(Saved entries)
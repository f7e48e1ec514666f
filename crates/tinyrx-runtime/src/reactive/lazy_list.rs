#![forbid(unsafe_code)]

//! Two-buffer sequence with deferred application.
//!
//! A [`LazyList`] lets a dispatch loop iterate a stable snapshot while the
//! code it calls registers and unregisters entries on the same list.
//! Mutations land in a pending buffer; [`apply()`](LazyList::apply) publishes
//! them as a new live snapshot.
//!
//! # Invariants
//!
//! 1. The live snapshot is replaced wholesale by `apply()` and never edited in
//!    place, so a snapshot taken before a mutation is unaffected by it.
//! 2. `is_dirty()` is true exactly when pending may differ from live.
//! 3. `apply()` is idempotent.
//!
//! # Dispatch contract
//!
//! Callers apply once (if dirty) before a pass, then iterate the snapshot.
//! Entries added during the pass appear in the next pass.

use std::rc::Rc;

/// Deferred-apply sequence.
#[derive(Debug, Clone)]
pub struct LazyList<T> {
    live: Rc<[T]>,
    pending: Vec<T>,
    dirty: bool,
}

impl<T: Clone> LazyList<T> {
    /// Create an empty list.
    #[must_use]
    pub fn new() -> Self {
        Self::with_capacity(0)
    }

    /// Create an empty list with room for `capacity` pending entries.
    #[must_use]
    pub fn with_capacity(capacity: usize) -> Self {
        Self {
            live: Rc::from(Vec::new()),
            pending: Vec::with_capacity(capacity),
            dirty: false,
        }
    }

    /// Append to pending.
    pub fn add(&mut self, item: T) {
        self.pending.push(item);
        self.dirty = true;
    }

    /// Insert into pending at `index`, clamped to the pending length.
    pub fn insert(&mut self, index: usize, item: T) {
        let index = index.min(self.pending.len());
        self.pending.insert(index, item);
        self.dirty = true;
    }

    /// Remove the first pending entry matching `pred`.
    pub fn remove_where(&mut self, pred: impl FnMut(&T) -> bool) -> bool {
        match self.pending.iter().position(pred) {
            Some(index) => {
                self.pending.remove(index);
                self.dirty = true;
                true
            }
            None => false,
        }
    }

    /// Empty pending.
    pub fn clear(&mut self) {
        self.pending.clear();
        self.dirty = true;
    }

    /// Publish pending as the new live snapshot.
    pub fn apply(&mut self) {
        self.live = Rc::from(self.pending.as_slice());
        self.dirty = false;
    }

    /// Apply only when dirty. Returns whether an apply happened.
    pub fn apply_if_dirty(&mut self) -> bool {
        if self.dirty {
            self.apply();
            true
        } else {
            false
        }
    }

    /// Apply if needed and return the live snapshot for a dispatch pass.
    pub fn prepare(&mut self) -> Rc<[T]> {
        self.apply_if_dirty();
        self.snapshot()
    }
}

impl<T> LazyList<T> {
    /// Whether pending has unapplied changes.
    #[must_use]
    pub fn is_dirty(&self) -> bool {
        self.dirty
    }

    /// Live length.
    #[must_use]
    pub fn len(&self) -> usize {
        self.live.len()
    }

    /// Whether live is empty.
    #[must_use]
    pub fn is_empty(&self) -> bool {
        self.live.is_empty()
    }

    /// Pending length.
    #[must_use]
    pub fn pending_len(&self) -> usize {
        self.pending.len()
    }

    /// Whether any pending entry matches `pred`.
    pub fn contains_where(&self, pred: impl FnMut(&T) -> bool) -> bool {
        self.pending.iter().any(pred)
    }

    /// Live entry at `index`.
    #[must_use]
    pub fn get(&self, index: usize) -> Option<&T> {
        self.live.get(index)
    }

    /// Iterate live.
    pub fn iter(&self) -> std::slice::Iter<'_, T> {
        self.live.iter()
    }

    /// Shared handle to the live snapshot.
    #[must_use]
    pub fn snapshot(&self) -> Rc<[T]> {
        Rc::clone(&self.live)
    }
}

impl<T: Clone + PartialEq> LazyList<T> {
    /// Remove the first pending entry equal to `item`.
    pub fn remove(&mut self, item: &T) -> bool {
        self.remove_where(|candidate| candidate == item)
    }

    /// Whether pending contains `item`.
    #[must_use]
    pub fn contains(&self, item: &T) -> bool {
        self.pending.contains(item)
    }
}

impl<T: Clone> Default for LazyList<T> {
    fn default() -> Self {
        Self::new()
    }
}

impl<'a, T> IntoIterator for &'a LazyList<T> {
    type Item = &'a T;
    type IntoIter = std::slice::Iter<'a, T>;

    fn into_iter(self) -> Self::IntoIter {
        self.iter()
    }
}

→ **HOW TO COMPLETE THIS TASK**: Above are the records; copy exactly the lines from the line with "pub fn apply_if_dirty(&mut" through the line with "pub fn is_empty(&self)", both included.

→ **OUTPUT OF THE EXERCISE**:
    pub fn apply_if_dirty(&mut self) -> bool {
        if self.dirty {
            self.apply();
            true
        } else {
            false
        }
    }

    /// Apply if needed and return the live snapshot for a dispatch pass.
    pub fn prepare(&mut self) -> Rc<[T]> {
        self.apply_if_dirty();
        self.snapshot()
    }
}

impl<T> LazyList<T> {
    /// Whether pending has unapplied changes.
    #[must_use]
    pub fn is_dirty(&self) -> bool {
        self.dirty
    }

    /// Live length.
    #[must_use]
    pub fn len(&self) -> usize {
        self.live.len()
    }

    /// Whether live is empty.
    #[must_use]
    pub fn is_empty(&self) -> bool {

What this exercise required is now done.